# What to work on
Scan the listing below and copy every line holding "PritunlClientBuilder".

##########

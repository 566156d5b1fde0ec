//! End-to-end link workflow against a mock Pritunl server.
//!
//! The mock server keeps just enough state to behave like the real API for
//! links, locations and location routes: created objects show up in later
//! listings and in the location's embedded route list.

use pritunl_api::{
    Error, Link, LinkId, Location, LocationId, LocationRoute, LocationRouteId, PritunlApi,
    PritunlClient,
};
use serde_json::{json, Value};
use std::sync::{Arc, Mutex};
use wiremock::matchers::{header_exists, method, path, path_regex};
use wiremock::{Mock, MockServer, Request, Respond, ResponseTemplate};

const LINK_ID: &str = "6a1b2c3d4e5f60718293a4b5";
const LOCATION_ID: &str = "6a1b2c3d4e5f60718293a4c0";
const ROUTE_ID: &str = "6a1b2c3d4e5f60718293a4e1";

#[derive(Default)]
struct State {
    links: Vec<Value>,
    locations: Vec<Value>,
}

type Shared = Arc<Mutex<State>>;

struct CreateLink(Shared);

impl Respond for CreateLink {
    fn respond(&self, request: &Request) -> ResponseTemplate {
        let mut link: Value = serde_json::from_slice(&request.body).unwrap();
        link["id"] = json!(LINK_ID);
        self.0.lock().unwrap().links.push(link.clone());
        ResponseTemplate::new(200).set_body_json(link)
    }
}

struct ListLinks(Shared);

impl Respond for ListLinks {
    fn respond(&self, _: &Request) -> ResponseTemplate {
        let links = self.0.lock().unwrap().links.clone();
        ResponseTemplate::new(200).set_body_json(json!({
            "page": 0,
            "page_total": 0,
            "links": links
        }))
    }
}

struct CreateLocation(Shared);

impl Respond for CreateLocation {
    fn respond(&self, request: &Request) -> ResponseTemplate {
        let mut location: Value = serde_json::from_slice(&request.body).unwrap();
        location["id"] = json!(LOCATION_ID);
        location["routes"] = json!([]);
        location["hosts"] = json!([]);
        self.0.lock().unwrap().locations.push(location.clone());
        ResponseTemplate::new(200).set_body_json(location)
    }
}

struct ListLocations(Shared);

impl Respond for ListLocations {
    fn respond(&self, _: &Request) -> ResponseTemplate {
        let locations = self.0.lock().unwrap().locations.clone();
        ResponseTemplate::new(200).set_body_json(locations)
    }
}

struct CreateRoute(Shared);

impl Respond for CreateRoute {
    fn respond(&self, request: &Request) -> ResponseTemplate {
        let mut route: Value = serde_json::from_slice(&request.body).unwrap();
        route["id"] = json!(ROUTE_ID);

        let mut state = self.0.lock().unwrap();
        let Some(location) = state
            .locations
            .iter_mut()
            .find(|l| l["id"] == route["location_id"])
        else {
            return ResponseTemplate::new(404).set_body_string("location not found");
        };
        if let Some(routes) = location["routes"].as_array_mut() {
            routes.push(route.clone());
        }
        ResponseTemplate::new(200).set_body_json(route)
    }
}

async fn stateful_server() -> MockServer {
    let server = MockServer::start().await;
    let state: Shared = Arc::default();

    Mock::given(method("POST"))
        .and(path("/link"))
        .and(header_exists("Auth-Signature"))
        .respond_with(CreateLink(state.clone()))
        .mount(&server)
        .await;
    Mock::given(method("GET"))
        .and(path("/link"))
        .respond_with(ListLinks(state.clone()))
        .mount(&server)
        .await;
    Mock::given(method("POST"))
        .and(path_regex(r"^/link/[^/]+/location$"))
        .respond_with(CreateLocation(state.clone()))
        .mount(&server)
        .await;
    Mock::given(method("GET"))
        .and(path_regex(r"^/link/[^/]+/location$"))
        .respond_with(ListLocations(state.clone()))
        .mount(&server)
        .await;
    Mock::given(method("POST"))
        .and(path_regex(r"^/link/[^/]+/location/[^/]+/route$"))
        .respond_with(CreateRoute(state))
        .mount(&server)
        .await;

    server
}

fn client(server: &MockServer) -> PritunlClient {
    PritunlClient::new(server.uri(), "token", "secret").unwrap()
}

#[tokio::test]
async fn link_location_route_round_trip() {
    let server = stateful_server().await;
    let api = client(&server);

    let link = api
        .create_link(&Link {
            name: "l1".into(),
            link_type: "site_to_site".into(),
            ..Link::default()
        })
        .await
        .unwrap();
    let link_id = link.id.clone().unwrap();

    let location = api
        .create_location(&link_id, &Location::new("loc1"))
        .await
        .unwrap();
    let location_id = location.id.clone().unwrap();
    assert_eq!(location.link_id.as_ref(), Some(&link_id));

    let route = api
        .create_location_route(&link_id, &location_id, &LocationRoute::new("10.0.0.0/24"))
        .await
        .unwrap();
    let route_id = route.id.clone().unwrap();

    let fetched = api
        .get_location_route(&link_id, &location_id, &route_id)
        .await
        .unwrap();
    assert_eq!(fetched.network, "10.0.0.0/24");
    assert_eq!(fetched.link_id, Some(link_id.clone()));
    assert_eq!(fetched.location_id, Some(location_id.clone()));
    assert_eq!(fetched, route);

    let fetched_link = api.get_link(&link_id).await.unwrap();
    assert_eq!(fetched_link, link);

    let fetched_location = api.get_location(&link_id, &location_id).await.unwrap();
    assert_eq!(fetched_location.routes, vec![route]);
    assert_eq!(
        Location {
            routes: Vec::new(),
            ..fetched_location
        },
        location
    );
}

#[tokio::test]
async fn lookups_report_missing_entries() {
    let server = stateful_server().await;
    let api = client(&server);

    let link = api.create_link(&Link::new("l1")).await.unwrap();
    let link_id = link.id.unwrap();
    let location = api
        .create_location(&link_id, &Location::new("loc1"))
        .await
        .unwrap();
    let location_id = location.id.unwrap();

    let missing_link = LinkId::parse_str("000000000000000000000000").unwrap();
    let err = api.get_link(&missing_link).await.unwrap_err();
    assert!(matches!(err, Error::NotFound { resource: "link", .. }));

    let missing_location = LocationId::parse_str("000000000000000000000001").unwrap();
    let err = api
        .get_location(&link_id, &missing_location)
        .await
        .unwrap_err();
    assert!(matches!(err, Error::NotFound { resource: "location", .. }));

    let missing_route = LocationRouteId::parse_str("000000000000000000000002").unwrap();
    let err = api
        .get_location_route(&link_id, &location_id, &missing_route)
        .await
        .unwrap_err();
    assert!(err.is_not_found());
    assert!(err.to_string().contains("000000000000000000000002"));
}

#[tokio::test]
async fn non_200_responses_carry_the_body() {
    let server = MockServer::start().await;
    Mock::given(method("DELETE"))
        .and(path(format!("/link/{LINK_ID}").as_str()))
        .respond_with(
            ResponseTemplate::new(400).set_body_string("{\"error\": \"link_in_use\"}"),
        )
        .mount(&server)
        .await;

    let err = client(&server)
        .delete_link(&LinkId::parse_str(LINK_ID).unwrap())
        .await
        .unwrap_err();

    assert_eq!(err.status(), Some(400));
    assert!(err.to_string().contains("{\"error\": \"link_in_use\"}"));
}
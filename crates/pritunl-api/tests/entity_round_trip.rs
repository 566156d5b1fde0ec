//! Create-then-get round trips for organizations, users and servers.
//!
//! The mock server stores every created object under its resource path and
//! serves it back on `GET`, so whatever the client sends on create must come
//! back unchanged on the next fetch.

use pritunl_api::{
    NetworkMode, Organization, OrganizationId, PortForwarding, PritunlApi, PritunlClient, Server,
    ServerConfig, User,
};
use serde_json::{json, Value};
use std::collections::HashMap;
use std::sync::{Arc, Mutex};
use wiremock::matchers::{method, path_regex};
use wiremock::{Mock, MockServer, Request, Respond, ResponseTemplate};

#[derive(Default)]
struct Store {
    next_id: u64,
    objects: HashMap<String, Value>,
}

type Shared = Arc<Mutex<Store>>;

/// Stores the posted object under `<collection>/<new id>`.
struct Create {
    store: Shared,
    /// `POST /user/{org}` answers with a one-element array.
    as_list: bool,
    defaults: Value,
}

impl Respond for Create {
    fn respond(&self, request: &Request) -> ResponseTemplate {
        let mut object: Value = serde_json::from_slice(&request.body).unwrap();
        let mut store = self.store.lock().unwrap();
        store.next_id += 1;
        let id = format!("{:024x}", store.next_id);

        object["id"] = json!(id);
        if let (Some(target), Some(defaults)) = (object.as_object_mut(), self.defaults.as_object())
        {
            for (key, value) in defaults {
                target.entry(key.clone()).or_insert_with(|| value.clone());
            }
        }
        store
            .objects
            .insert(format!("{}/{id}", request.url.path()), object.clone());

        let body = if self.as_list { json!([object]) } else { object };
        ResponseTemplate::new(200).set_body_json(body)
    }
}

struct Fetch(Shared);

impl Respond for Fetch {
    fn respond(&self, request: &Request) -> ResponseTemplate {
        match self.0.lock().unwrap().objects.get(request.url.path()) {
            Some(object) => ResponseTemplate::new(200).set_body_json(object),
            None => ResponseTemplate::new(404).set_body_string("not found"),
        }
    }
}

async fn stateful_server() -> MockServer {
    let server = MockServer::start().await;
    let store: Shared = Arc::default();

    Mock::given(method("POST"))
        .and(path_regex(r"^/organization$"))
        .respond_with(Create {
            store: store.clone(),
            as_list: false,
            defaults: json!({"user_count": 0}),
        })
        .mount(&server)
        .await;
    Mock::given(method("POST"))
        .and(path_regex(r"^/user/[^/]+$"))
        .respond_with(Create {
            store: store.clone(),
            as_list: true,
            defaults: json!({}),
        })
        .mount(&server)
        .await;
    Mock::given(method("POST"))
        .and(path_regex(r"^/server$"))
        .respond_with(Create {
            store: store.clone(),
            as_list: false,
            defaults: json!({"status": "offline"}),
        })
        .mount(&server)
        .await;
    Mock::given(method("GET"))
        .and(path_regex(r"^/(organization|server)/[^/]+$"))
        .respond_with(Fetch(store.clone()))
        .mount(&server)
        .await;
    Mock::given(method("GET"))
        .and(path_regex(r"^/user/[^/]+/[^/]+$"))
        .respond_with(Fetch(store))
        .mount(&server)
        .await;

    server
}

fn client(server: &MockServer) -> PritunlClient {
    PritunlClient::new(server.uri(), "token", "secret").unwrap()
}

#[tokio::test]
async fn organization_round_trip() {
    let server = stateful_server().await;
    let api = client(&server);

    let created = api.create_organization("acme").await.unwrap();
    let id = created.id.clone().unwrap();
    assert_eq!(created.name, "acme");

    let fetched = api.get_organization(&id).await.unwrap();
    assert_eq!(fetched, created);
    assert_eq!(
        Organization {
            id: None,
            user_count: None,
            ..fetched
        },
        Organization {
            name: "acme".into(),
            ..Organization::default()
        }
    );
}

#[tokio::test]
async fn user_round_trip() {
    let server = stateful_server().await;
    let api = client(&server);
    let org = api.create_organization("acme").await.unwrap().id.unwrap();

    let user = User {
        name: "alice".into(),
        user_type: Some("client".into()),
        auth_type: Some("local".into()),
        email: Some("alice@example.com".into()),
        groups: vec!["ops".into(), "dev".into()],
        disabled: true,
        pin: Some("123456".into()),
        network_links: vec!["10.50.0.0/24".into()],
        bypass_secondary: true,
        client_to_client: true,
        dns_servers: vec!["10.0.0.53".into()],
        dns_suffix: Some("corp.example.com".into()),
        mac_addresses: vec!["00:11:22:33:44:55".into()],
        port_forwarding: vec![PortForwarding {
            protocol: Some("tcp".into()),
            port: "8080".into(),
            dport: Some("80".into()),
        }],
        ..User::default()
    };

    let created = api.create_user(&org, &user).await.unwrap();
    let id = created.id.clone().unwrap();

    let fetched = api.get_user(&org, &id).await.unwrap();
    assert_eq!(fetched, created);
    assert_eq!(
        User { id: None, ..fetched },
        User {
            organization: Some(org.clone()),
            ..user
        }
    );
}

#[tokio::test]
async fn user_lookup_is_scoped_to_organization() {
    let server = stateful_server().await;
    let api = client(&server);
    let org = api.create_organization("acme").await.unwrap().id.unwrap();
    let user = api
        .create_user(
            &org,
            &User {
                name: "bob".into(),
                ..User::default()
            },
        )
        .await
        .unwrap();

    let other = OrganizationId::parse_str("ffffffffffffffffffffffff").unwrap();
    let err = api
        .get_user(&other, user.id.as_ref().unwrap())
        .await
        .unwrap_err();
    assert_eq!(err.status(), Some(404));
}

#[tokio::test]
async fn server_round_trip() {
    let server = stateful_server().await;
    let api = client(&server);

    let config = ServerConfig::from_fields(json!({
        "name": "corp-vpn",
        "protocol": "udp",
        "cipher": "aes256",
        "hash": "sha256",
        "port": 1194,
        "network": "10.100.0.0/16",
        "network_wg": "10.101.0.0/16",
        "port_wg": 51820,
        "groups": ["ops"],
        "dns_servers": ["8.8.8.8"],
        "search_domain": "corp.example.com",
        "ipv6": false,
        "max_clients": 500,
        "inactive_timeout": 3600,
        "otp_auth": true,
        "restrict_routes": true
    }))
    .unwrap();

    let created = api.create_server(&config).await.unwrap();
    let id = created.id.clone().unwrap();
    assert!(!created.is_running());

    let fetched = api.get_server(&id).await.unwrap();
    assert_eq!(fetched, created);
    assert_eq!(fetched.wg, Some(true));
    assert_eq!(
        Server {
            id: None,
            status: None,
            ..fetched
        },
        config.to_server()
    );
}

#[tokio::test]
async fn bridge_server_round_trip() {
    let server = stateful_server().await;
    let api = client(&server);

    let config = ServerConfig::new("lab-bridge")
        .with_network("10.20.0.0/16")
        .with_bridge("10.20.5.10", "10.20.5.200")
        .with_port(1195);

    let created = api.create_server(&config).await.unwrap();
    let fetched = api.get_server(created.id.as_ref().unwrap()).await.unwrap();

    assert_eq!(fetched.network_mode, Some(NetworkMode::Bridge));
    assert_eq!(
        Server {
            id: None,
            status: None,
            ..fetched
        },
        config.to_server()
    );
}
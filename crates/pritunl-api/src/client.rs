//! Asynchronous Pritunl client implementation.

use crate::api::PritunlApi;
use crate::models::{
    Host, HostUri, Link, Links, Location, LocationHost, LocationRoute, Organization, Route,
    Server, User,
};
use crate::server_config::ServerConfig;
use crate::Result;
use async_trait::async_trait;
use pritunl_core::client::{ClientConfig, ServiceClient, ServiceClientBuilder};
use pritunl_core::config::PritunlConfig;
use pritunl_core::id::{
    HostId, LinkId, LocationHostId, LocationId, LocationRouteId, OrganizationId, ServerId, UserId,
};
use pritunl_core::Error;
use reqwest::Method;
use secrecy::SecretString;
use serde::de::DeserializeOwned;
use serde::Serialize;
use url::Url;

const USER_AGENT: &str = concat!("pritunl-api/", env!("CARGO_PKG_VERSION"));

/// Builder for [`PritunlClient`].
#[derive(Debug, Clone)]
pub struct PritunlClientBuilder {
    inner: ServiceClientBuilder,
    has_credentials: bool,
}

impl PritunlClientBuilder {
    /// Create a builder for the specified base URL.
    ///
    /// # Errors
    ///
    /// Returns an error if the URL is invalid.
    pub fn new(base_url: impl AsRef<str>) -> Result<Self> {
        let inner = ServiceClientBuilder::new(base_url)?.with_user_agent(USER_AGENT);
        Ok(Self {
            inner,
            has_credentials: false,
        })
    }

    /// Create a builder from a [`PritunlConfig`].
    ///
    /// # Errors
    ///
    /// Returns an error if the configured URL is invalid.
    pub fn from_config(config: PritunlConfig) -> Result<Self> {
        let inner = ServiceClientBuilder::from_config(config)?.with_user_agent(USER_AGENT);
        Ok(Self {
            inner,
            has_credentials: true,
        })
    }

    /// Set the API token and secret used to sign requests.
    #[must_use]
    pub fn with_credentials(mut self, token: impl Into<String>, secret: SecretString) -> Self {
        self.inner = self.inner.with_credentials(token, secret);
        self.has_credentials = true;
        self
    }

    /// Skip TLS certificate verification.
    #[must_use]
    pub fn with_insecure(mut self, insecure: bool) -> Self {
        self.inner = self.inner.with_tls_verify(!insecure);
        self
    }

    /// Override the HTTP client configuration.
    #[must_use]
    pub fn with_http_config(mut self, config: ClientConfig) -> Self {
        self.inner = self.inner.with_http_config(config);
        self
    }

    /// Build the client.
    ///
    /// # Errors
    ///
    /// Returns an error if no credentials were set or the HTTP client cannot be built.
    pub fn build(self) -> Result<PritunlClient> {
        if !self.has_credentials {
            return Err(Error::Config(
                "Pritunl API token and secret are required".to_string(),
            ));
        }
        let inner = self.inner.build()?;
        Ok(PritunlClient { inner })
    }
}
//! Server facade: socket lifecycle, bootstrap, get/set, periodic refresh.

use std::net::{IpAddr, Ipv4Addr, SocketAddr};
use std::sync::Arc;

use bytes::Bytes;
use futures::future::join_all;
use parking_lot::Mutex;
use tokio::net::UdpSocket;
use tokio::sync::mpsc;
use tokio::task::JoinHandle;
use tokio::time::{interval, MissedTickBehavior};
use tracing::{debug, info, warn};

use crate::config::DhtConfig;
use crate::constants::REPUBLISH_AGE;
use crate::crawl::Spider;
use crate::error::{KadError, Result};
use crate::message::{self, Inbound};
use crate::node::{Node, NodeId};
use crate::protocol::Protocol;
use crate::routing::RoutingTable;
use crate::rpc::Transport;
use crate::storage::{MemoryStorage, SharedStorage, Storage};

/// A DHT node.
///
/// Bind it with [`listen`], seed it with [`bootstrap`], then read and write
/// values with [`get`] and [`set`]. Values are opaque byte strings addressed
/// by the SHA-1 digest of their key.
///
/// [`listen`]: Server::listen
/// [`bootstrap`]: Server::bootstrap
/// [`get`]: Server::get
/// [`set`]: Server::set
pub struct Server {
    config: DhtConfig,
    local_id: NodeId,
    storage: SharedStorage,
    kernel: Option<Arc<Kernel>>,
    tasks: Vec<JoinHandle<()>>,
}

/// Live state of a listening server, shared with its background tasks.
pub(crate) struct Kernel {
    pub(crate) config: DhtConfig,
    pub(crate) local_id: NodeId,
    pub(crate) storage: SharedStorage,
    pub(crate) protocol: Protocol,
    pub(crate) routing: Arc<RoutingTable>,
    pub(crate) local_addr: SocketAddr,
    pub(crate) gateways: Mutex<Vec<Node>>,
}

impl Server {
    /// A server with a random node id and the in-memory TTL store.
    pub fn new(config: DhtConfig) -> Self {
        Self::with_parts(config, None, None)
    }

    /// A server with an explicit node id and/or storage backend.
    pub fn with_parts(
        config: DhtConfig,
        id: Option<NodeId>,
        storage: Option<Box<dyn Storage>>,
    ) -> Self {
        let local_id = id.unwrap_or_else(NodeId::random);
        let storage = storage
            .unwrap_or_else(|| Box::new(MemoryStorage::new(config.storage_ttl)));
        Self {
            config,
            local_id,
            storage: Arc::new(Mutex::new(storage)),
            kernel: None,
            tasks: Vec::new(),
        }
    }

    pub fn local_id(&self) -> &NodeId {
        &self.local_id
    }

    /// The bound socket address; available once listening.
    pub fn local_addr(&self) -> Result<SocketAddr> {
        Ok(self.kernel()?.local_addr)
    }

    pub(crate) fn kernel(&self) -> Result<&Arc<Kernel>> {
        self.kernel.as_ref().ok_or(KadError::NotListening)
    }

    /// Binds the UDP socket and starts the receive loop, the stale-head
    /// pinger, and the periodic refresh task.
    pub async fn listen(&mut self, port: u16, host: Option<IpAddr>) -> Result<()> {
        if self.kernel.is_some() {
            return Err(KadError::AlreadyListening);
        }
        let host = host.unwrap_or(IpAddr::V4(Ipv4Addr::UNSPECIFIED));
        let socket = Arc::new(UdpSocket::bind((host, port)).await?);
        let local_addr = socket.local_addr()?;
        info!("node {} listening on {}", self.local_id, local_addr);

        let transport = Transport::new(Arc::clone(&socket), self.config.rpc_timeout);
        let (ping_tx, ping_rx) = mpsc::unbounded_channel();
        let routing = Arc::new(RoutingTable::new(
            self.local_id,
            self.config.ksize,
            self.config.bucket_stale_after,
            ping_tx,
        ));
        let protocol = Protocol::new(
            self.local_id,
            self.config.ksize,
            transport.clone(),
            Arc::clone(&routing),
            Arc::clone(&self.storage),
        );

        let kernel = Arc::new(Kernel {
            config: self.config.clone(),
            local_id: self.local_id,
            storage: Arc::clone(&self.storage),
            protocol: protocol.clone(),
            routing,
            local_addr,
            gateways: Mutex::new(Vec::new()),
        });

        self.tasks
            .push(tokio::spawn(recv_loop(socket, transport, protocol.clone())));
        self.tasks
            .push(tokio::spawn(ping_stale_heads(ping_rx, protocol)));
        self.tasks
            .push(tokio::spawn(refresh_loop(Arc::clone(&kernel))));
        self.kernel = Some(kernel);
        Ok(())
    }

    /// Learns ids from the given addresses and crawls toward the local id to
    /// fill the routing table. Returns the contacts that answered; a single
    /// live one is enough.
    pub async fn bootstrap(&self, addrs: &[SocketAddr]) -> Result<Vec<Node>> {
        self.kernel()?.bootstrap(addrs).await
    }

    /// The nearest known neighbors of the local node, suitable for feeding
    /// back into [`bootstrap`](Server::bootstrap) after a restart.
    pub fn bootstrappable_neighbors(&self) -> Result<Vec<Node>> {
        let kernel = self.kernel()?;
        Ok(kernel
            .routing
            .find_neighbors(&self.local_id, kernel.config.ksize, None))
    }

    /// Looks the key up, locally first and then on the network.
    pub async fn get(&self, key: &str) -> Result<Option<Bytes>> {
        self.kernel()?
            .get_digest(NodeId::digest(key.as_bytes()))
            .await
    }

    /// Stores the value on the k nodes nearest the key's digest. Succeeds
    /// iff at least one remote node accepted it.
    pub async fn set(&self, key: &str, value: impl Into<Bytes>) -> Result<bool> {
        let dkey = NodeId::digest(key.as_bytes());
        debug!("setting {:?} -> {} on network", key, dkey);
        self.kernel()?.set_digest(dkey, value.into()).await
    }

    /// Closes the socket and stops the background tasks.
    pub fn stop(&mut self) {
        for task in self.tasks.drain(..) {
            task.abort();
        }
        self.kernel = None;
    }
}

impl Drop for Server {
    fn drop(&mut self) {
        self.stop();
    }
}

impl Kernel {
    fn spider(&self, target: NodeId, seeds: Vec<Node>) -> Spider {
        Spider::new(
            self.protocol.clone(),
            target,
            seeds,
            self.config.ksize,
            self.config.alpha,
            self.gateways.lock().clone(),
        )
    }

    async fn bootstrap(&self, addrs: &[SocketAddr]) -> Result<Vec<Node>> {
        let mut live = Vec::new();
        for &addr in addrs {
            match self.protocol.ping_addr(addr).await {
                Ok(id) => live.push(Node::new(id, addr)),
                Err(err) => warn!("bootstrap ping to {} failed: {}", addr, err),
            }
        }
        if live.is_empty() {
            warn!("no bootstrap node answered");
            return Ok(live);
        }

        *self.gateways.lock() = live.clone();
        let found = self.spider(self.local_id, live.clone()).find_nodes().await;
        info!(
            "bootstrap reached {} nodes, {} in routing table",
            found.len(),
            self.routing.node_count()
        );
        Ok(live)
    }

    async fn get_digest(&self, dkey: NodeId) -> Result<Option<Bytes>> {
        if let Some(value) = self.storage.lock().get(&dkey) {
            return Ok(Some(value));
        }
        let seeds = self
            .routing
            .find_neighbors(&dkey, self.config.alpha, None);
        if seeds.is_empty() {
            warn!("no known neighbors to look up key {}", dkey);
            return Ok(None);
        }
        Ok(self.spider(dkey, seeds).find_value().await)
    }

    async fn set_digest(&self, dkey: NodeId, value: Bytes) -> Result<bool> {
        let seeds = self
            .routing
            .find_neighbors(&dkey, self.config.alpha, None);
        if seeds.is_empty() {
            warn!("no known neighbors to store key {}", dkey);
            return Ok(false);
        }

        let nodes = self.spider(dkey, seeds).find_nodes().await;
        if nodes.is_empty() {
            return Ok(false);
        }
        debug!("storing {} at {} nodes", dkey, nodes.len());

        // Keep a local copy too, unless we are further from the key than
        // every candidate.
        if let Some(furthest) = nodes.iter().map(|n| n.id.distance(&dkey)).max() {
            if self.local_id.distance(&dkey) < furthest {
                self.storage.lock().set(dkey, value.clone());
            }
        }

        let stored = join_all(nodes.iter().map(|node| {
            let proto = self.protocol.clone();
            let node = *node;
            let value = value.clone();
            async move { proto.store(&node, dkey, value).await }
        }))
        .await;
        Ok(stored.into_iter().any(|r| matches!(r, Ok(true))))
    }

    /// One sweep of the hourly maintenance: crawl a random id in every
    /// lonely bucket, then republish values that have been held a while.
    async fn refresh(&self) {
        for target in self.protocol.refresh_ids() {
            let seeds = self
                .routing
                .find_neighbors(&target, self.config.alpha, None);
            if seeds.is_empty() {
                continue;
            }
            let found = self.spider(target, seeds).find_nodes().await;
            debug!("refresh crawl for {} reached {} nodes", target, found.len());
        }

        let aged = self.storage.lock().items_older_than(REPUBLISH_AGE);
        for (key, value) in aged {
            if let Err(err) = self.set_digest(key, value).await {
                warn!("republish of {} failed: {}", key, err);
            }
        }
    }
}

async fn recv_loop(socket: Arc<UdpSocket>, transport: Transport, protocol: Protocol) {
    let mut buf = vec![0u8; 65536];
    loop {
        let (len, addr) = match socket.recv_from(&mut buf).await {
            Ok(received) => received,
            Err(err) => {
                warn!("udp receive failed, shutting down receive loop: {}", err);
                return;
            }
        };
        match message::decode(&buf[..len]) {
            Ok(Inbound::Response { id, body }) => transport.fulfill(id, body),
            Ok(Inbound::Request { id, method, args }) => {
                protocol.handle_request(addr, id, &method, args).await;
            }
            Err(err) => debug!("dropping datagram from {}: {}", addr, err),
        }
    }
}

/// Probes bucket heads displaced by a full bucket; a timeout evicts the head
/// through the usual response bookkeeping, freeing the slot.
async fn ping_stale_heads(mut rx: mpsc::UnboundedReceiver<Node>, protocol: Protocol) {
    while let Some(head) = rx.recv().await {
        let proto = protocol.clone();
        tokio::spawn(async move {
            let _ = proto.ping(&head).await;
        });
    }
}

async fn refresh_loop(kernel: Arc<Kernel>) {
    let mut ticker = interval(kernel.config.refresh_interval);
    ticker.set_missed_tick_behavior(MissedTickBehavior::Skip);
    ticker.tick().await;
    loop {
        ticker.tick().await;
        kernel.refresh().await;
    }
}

##########

# Exercise answer
pub struct PritunlClientBuilder {
impl PritunlClientBuilder {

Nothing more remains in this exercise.